Our Lord is a God of Grace. He is equally a God of Love. If God is Love, and he is, then he can be only the Ground of All Being (which includes the embodiment or being of evil) only in his self-giving Love.It was in his supreme self-giving Love that God emptied himself into his material creation, thus bringing it into a physical form of existence, and by virtue of this materialisation of the energy of God the creation (or, if you will, the creature itself) “fell.” (See Romans 8 again from this perspective.)
This “fall” consists of an existence that is other than spirit. And the quest of man is ever to return to the original state of perfection in
spirit.
It is clearly the case that once we grasp this understanding, by the Grace of God, everything will “fall” into a perspective that will enable us to
throw off the entirety of the negative factors of our lives that hinder us, or hold us back, from our patient race to return to Deity (Heb 12.1,2).
However we may wish to view it, haSatan had to originally have his origin in the divine mind of the sovereign Creator. Along with sin and evil. When God brought forth the Dark Lord in a form of material creation (haSatan is not spirit as God is Spirit!) the Lord had formed, with him, a fundamental partnership.

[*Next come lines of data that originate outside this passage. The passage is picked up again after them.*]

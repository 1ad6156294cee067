//! 설정 파일 관리.
//!
//! 플랫폼별 설정 디렉토리에 JSON 파일로 설정을 저장/로드한다.

use crate::config::AppConfig;
use crate::error::CoreError;
use directories::ProjectDirs;
use std::fs;
use std::path::{Path, PathBuf};
use tracing::{debug, info};

/// 설정 파일 이름
const CONFIG_FILE_NAME: &str = "config.json";

/// 설정 관리자
///
/// 설정 파일 하나를 소유한다. 변경은 키 단위로 적용되며 즉시 파일에 기록된다.
#[derive(Debug, Clone)]
pub struct ConfigManager {
    config: AppConfig,
    config_path: PathBuf,
}

impl ConfigManager {
    /// 플랫폼 설정 디렉토리의 `config.json`으로 생성
    ///
    /// 설정 파일이 없으면 기본 설정을 생성하고 저장한다.
    pub fn new() -> Result<Self, CoreError> {
        let config_path = Self::config_dir()?.join(CONFIG_FILE_NAME);
        Self::with_path(config_path)
    }

    /// 지정된 경로로 설정 관리자 생성
    pub fn with_path(config_path: PathBuf) -> Result<Self, CoreError> {
        if let Some(parent) = config_path.parent() {
            if !parent.as_os_str().is_empty() && !parent.exists() {
                fs::create_dir_all(parent).map_err(|e| {
                    CoreError::Config(format!(
                        "설정 디렉토리 생성 실패: {}: {}",
                        parent.display(),
                        e
                    ))
                })?;
                info!("설정 디렉토리 생성: {}", parent.display());
            }
        }

        let config = if config_path.exists() {
            Self::load_from_file(&config_path)?
        } else {
            let default_config = AppConfig::default_config();
            Self::save_to_file(&config_path, &default_config)?;
            info!("기본 설정 파일 생성: {}", config_path.display());
            default_config
        };

        Ok(Self {
            config,
            config_path,
        })
    }

    /// 현재 설정 (복제본)
    pub fn get(&self) -> AppConfig {
        self.config.clone()
    }

    /// 키 하나를 바꾸고 파일에 저장
    ///
    /// 키 형식과 값 검증은 [`AppConfig::set_field`]를 따른다.
    /// 실패하면 메모리와 파일 모두 이전 상태를 유지한다.
    pub fn set(&mut self, key: &str, value: &str) -> Result<&AppConfig, CoreError> {
        let mut next = self.config.clone();
        next.set_field(key, value)?;
        Self::save_to_file(&self.config_path, &next)?;
        self.config = next;
        debug!("설정 변경: {key} = {value}");
        Ok(&self.config)
    }

    /// 설정 파일 경로
    pub fn config_path(&self) -> &Path {
        &self.config_path
    }

    /// 플랫폼별 설정 디렉토리 경로
    ///
    /// - macOS: `~/Library/Application Support/com.peerview.peerview/`
    /// - Windows: `%APPDATA%\peerview\peerview\config\`
    /// - Linux: `~/.config/peerview/`
    pub fn config_dir() -> Result<PathBuf, CoreError> {
        ProjectDirs::from("com", "peerview", "peerview")
            .map(|dirs| dirs.config_dir().to_path_buf())
            .ok_or_else(|| CoreError::Config("홈 디렉토리를 찾을 수 없습니다".to_string()))
    }

    /// 파일에서 설정 로드
    fn load_from_file(path: &Path) -> Result<AppConfig, CoreError> {
        let content = fs::read_to_string(path).map_err(|e| {
            CoreError::Config(format!("설정 파일 읽기 실패: {}: {}", path.display(), e))
        })?;

        let config: AppConfig = serde_json::from_str(&content).map_err(|e| {
            CoreError::Config(format!("설정 파일 파싱 실패: {}: {}", path.display(), e))
        })?;

        debug!("설정 파일 로드 완료: {}", path.display());
        Ok(config)
    }

    /// 파일에 설정 저장
    fn save_to_file(path: &Path, config: &AppConfig) -> Result<(), CoreError> {
        let content = serde_json::to_string_pretty(config)
            .map_err(|e| CoreError::Config(format!("설정 직렬화 실패: {}", e)))?;

        fs::write(path, content).map_err(|e| {
            CoreError::Config(format!("설정 파일 저장 실패: {}: {}", path.display(), e))
        })?;

        Ok(())
    }
}
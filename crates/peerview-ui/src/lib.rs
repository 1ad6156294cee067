//! # peerview-ui
//!
//! 프런트엔드 공용 UI 헬퍼.
//!
//! - [`toast`]: 토스트 알림 큐 (유일한 상태 보유 컴포넌트)
//! - [`html_surface`]: `ToastSurface` 포트의 HTML 구현
//! - [`button`]: 버튼 로딩 상태 토글
//! - [`message`]: 자동 만료 인라인 메시지
//! - [`markdown`]: 요약 텍스트용 마크다운 변환
//! - [`clipboard`]: 클립보드 복사 + 결과 토스트
//! - [`location`]: URL 경로 세그먼트 추출

pub mod button;
pub mod clipboard;
pub mod html_surface;
pub mod location;
pub mod markdown;
pub mod message;
pub mod toast;

pub use clipboard::ClipboardHelper;
pub use html_surface::HtmlSurface;
pub use message::MessageSlot;
pub use toast::ToastService;
//! 코드값 → 표시 라벨 변환.
//!
//! 알 수 없는 코드는 그대로 돌려준다.

/// 리뷰어 관계 코드 라벨
///
/// `manager`, `peer`, `direct_report`, `xfn`
pub fn format_relationship(code: &str) -> &str {
    match code {
        "manager" => "Manager",
        "peer" => "Peer",
        "direct_report" => "Direct Report",
        "xfn" => "Cross-functional",
        other => other,
    }
}

/// 협업 빈도 코드 라벨
///
/// `weekly`, `monthly`, `rarely`
pub fn format_frequency(code: &str) -> &str {
    match code {
        "weekly" => "Weekly",
        "monthly" => "Monthly",
        "rarely" => "Rarely",
        other => other,
    }
}
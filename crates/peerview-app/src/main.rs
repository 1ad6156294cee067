//! # peerview-app
//!
//! peerview CLI 진입점.
//! 설정 로드, 세션 저장소와 API 클라이언트 생성, 토스트 표시면 연결을 담당한다.

mod commands;
mod terminal_surface;

use anyhow::{Context, Result};
use clap::{Parser, Subcommand};
use peerview_core::config::AppConfig;
use peerview_core::config_manager::ConfigManager;
use peerview_core::session::FileSessionStore;
use peerview_network::HttpApiClient;
use peerview_ui::{ClipboardHelper, ToastService};
use std::path::{Path, PathBuf};
use std::process::ExitCode;
use std::sync::Arc;
use tracing::{debug, info, warn};
use tracing_subscriber::EnvFilter;

use crate::commands::LabelKind;
use crate::terminal_surface::TerminalSurface;

/// peerview 피드백 도구 CLI
#[derive(Parser, Debug)]
#[command(name = "peerview")]
#[command(author, version, about, long_about = None)]
struct Args {
    /// 서버 URL 지정 (기본: 설정 파일 값)
    #[arg(long, short = 's', global = true)]
    server: Option<String>,

    /// 로그 레벨 (trace, debug, info, warn, error)
    #[arg(long, short = 'l', default_value = "warn", global = true)]
    log_level: String,

    /// 설정 파일 경로 (기본: 플랫폼 설정 디렉토리의 config.json)
    #[arg(long, global = true)]
    config: Option<PathBuf>,

    #[command(subcommand)]
    command: Command,
}

#[derive(Subcommand, Debug)]
enum Command {
    /// API 엔드포인트 호출 (`/api` 아래 경로)
    Fetch {
        endpoint: String,
        #[arg(long, short = 'X', default_value = "GET")]
        method: String,
        /// 요청 본문 (JSON이 아니면 텍스트로 전송)
        #[arg(long, short = 'd')]
        body: Option<String>,
    },
    /// 마크다운 파일을 HTML로 변환 (`-`이면 stdin)
    Render { source: PathBuf },
    /// 코드값 라벨 출력
    Label {
        #[arg(value_enum)]
        kind: LabelKind,
        code: String,
    },
    /// 텍스트를 클립보드에 복사
    Copy { text: String },
    /// 로그인 사용자 확인
    Whoami,
    /// 세션 삭제
    Logout,
    /// 설정 파일 조회/변경
    Config {
        #[command(subcommand)]
        action: ConfigAction,
    },
}

#[derive(Subcommand, Debug)]
enum ConfigAction {
    /// 설정 파일 경로와 내용 출력
    Show,
    /// 키 하나 변경 (예: `api.server_url https://reviews.example.com`)
    Set { key: String, value: String },
}

/// 설정 관리자 생성 (경로 지정 시 해당 파일 사용)
fn load_config(path: Option<PathBuf>) -> Result<ConfigManager> {
    let manager = match path {
        Some(path) => ConfigManager::with_path(path)?,
        None => ConfigManager::new().or_else(|e| {
            warn!("설정 관리자 초기화 실패, 현재 디렉토리 사용: {e}");
            ConfigManager::with_path(PathBuf::from("./peerview-config.json"))
        })?,
    };
    info!("설정 파일: {:?}", manager.config_path());
    Ok(manager)
}

#[tokio::main]
async fn main() -> Result<ExitCode> {
    let args = Args::parse();

    tracing_subscriber::fmt()
        .with_writer(std::io::stderr)
        .with_env_filter(
            EnvFilter::try_from_default_env().unwrap_or_else(|_| EnvFilter::new(&args.log_level)),
        )
        .init();

    let mut config_manager = load_config(args.config.clone())?;
    let mut config: AppConfig = config_manager.get();
    if let Some(server) = &args.server {
        config.api.server_url = server.clone();
    }
    debug!("API 서버: {}{}", config.api.server_url, config.api.base_path);

    let toasts = ToastService::new(Arc::new(TerminalSurface::new()), config.toast.clone());
    toasts.init();

    // 세션 파일은 설정 파일과 같은 디렉토리에 둔다
    let session_dir = config_manager
        .config_path()
        .parent()
        .map(Path::to_path_buf)
        .context("설정 파일 디렉토리를 알 수 없음")?;
    let sessions = FileSessionStore::in_dir(&session_dir);

    let succeeded = match &args.command {
        Command::Fetch {
            endpoint,
            method,
            body,
        } => {
            let client = HttpApiClient::new(&config.api)?;
            commands::fetch(&client, &toasts, endpoint, method, body.as_deref()).await?
        }
        Command::Render { source } => commands::render(source)?,
        Command::Label { kind, code } => commands::label(*kind, code),
        Command::Copy { text } => {
            let helper = ClipboardHelper::system(toasts.clone());
            commands::copy(&helper, text)
        }
        Command::Whoami => commands::whoami(&sessions, &toasts),
        Command::Logout => commands::sign_out(&sessions, &toasts)?,
        Command::Config { action } => match action {
            ConfigAction::Show => commands::config_show(&config_manager)?,
            ConfigAction::Set { key, value } => {
                commands::config_set(&mut config_manager, &toasts, key, value)
            }
        },
    };

    toasts.dispose();

    Ok(if succeeded {
        ExitCode::SUCCESS
    } else {
        ExitCode::FAILURE
    })
}
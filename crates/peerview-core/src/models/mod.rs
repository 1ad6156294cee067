//! peerview 도메인 모델.
//!
//! 알림(토스트)과 세션 사용자처럼 여러 crate가 공유하는 데이터 구조체를 정의한다.

pub mod notification;
pub mod user;
//! 세션 사용자 저장소 포트.
//!
//! 구현: `peerview-core::session` (`FileSessionStore`, `MemorySessionStore`)

use crate::error::CoreError;
use crate::models::user::CurrentUser;

/// 로그인한 사용자 레코드 저장소
pub trait SessionStore: Send + Sync {
    /// 저장된 사용자 조회 (없으면 `None`)
    fn current_user(&self) -> Result<Option<CurrentUser>, CoreError>;

    /// 사용자 저장 (기존 레코드 덮어쓰기)
    fn save(&self, user: &CurrentUser) -> Result<(), CoreError>;

    /// 사용자 삭제. 저장된 레코드가 없어도 성공.
    fn clear(&self) -> Result<(), CoreError>;
}
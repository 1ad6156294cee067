//! 클립보드 포트.
//!
//! 구현: `peerview-ui` crate (arboard, 외부 복사 명령)

use crate::error::CoreError;

/// 텍스트를 시스템 클립보드에 쓰는 백엔드
pub trait ClipboardBackend: Send + Sync {
    /// 백엔드 이름 (로그용)
    fn name(&self) -> &str;

    /// 텍스트 복사
    fn write_text(&self, text: &str) -> Result<(), CoreError>;
}
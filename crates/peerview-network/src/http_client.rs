//! HTTP REST API 클라이언트.
//!
//! 기본 `Content-Type` 헤더 주입, 구조화된 본문 직렬화,
//! 실패 응답 정규화를 담당하는 얇은 요청 래퍼.

use peerview_core::config::{ApiConfig, ErrorDetailPolicy, HeaderPrecedence};
use peerview_core::error::CoreError;
use reqwest::header::{HeaderMap, HeaderName, HeaderValue, CONTENT_TYPE};
use reqwest::Method;
use serde::de::DeserializeOwned;
use serde::Serialize;
use serde_json::Value;
use std::time::Duration;
use tracing::{debug, warn};

use crate::error::NetworkError;
use crate::error_body::extract_error_message;

/// 기본 Content-Type
const DEFAULT_CONTENT_TYPE: &str = "application/json";

/// 요청 본문
#[derive(Debug, Clone, PartialEq)]
pub enum RequestBody {
    /// 구조화된 값. 전송 전에 JSON 문자열로 직렬화
    Json(Value),
    /// 이미 직렬화된 텍스트. 그대로 전송
    Text(String),
}

/// 요청 옵션 (메서드, 추가 헤더, 본문)
#[derive(Debug, Clone, Default)]
pub struct RequestOptions {
    /// HTTP 메서드 (기본 GET)
    pub method: Method,
    /// 호출자 지정 헤더 (삽입 순서 유지)
    pub headers: Vec<(String, String)>,
    /// 본문
    pub body: Option<RequestBody>,
}

impl RequestOptions {
    /// 빈 GET 옵션
    pub fn new() -> Self {
        Self::default()
    }

    /// 메서드 지정
    pub fn method(mut self, method: Method) -> Self {
        self.method = method;
        self
    }

    /// 헤더 추가
    pub fn header(mut self, name: impl Into<String>, value: impl Into<String>) -> Self {
        self.headers.push((name.into(), value.into()));
        self
    }

    /// 구조화된 본문 지정
    pub fn json(mut self, body: Value) -> Self {
        self.body = Some(RequestBody::Json(body));
        self
    }

    /// 텍스트 본문 지정
    pub fn text(mut self, body: impl Into<String>) -> Self {
        self.body = Some(RequestBody::Text(body.into()));
        self
    }
}

/// 기본 헤더와 호출자 헤더 병합
///
/// 헤더 이름은 대소문자를 구분하지 않는다.
pub fn merge_headers(
    caller: &[(String, String)],
    precedence: HeaderPrecedence,
) -> Result<HeaderMap, NetworkError> {
    let mut headers = HeaderMap::new();
    let default_value = HeaderValue::from_static(DEFAULT_CONTENT_TYPE);

    if precedence == HeaderPrecedence::CallerWins {
        headers.insert(CONTENT_TYPE, default_value.clone());
    }

    for (name, value) in caller {
        let name = HeaderName::from_bytes(name.as_bytes())
            .map_err(|e| NetworkError::InvalidRequest(format!("헤더 이름 '{name}': {e}")))?;
        let value = HeaderValue::from_str(value)
            .map_err(|e| NetworkError::InvalidRequest(format!("헤더 값 '{name}': {e}")))?;
        headers.insert(name, value);
    }

    if precedence == HeaderPrecedence::DefaultWins {
        headers.insert(CONTENT_TYPE, default_value);
    }

    Ok(headers)
}

/// REST API 클라이언트
pub struct HttpApiClient {
    client: reqwest::Client,
    base_url: String,
    header_precedence: HeaderPrecedence,
    error_detail: ErrorDetailPolicy,
}

impl HttpApiClient {
    /// 설정으로 새 HTTP API 클라이언트 생성
    pub fn new(config: &ApiConfig) -> Result<Self, NetworkError> {
        let client = reqwest::Client::builder()
            .timeout(Duration::from_secs(config.timeout_secs))
            .build()
            .map_err(|e| CoreError::Internal(format!("HTTP 클라이언트 빌드 실패: {e}")))?;

        Ok(Self {
            client,
            base_url: format!(
                "{}{}",
                config.server_url.trim_end_matches('/'),
                config.base_path
            ),
            header_precedence: config.header_precedence,
            error_detail: config.error_detail,
        })
    }

    /// 헤더 병합 우선순위 변경
    pub fn with_header_precedence(mut self, precedence: HeaderPrecedence) -> Self {
        self.header_precedence = precedence;
        self
    }

    /// 에러 메시지 추출 정책 변경
    pub fn with_error_detail(mut self, policy: ErrorDetailPolicy) -> Self {
        self.error_detail = policy;
        self
    }

    /// 엔드포인트의 전체 URL
    pub fn url_for(&self, endpoint: &str) -> String {
        format!("{}{}", self.base_url, endpoint)
    }

    /// 요청 실행
    ///
    /// 성공 시 응답 JSON을 `T`로 역직렬화한다. 빈 본문은 `null`로 취급하므로
    /// `()`, `Option<_>`, `Value`로 받을 수 있다.
    pub async fn request<T: DeserializeOwned>(
        &self,
        endpoint: &str,
        options: RequestOptions,
    ) -> Result<T, NetworkError> {
        let url = self.url_for(endpoint);
        let headers = merge_headers(&options.headers, self.header_precedence)?;
        debug!("API 요청: {} {url}", options.method);

        let mut req = self
            .client
            .request(options.method.clone(), &url)
            .headers(headers);

        match options.body {
            Some(RequestBody::Json(value)) => {
                let text = serde_json::to_string(&value).map_err(CoreError::from)?;
                req = req.body(text);
            }
            Some(RequestBody::Text(text)) => {
                req = req.body(text);
            }
            None => {}
        }

        let resp = req.send().await.map_err(|e| {
            warn!("API 요청 실패: {} {url}: {e}", options.method);
            NetworkError::Transport(e.to_string())
        })?;

        let status = resp.status();
        let body = resp.text().await;

        if !status.is_success() {
            // 에러 응답은 본문을 못 읽어도 일반 메시지로 대체
            let text = body.unwrap_or_else(|e| {
                warn!("에러 응답 본문 읽기 실패: {e}");
                String::new()
            });
            let message = extract_error_message(&text, self.error_detail);
            debug!("API 에러 응답 ({status}): {message}");
            return Err(NetworkError::Api {
                status: status.as_u16(),
                message,
            });
        }

        let text = body.map_err(|e| {
            warn!("응답 본문 읽기 실패: {} {url}: {e}", options.method);
            NetworkError::Transport(e.to_string())
        })?;
        let payload = if text.trim().is_empty() { "null" } else { text.as_str() };
        serde_json::from_str(payload).map_err(|e| NetworkError::Decode(e.to_string()))
    }

    /// GET 요청
    pub async fn get<T: DeserializeOwned>(&self, endpoint: &str) -> Result<T, NetworkError> {
        self.request(endpoint, RequestOptions::new()).await
    }

    /// POST 요청 (구조화된 본문)
    pub async fn post<T, B>(&self, endpoint: &str, body: &B) -> Result<T, NetworkError>
    where
        T: DeserializeOwned,
        B: Serialize + ?Sized,
    {
        let value = serde_json::to_value(body).map_err(CoreError::from)?;
        self.request(endpoint, RequestOptions::new().method(Method::POST).json(value))
            .await
    }

    /// PUT 요청 (구조화된 본문)
    pub async fn put<T, B>(&self, endpoint: &str, body: &B) -> Result<T, NetworkError>
    where
        T: DeserializeOwned,
        B: Serialize + ?Sized,
    {
        let value = serde_json::to_value(body).map_err(CoreError::from)?;
        self.request(endpoint, RequestOptions::new().method(Method::PUT).json(value))
            .await
    }

    /// DELETE 요청
    pub async fn delete<T: DeserializeOwned>(&self, endpoint: &str) -> Result<T, NetworkError> {
        self.request(endpoint, RequestOptions::new().method(Method::DELETE))
            .await
    }
}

We cannot have it both ways.
Satan is our enemy, but he is God's instrument, the angel of destruction, the angel of death, the angel of collaboration, the Servant of the Lord: The Lord's “left hand man.” There can be no doubt about it from the biblical revelation: haSatan had a divine origin. For, even God's spittle is divine spittle.
Satan may appear to be God's opposite, but he is God's loyal servant nonetheless.
In summary, explicit opposition conceals implicit unity. This is the origin of Satan and the ultimate destiny of “the angel of light.”